-- Opening Marker --

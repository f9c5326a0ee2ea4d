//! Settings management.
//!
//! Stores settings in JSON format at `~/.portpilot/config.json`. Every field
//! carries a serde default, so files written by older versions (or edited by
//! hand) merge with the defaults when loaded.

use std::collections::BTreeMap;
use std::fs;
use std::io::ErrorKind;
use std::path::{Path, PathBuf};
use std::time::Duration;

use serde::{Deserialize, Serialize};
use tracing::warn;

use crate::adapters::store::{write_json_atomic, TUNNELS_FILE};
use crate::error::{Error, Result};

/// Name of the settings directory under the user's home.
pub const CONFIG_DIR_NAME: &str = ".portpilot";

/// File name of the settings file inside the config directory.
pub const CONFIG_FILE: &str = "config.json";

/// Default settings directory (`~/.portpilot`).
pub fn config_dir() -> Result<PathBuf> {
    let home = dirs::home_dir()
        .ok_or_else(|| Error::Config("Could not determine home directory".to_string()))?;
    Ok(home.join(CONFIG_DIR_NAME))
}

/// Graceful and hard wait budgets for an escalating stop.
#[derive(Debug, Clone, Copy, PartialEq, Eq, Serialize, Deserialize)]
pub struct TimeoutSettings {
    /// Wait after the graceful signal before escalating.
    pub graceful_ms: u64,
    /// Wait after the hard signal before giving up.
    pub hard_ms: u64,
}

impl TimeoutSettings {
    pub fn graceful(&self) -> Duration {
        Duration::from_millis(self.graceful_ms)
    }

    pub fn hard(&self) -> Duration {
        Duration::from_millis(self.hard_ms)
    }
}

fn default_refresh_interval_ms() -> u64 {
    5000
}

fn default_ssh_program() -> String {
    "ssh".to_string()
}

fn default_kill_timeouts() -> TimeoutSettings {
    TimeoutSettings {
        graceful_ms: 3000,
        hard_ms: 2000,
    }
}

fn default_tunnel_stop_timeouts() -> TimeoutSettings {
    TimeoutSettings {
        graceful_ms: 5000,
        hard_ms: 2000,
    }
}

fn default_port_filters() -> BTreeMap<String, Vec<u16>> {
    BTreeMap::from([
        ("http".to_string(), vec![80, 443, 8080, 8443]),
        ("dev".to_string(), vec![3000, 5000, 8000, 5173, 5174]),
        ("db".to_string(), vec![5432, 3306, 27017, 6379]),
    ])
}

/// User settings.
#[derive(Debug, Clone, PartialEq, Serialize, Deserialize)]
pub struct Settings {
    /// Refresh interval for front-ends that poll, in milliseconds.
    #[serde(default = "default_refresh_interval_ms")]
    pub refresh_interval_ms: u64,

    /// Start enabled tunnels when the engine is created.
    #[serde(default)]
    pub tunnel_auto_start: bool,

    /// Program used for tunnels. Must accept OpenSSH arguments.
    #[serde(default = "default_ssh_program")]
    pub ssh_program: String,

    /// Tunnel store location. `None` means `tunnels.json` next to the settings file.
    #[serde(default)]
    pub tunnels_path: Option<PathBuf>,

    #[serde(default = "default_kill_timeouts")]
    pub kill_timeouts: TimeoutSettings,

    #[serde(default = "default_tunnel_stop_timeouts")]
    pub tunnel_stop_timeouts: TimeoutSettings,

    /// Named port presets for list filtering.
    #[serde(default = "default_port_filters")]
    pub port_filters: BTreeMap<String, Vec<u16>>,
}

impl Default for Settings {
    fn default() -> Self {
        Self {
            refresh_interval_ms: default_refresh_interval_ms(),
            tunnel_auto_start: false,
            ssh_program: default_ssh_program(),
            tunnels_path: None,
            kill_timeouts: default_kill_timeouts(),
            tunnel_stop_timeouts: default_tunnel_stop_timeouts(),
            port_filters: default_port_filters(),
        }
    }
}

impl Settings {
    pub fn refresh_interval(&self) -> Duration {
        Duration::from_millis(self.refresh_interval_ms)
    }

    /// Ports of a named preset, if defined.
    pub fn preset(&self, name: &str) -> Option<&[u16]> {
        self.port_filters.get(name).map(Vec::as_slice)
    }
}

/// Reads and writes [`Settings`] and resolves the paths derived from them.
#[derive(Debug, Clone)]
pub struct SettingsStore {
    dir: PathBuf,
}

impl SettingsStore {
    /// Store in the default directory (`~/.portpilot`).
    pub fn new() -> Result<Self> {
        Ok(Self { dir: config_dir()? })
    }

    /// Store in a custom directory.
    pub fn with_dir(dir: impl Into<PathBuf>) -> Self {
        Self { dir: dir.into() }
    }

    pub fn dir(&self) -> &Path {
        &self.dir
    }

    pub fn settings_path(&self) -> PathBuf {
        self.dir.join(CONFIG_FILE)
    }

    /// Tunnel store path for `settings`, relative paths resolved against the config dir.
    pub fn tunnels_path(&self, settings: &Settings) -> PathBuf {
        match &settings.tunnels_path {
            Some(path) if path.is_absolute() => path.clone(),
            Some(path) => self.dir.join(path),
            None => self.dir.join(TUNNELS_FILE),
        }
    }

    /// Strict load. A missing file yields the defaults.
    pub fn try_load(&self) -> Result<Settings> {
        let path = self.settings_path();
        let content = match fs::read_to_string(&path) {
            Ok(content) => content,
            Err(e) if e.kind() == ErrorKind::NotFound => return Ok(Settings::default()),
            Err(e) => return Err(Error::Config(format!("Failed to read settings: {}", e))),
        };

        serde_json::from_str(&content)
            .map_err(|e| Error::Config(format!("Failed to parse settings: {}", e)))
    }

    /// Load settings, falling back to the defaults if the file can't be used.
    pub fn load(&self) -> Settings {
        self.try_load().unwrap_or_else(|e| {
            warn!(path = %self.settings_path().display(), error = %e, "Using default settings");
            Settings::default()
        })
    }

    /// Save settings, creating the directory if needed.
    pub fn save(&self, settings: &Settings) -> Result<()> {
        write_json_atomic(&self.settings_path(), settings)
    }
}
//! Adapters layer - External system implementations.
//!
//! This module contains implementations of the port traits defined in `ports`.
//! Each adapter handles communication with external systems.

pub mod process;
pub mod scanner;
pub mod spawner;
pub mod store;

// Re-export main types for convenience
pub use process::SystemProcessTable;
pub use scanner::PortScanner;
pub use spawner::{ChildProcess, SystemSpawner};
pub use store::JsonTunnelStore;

-- Closing Marker --

▸ Exercise instructions: Nothing but a number is wanted here: how many lines of the material contain the string "directory".

▸ Problem solution: 7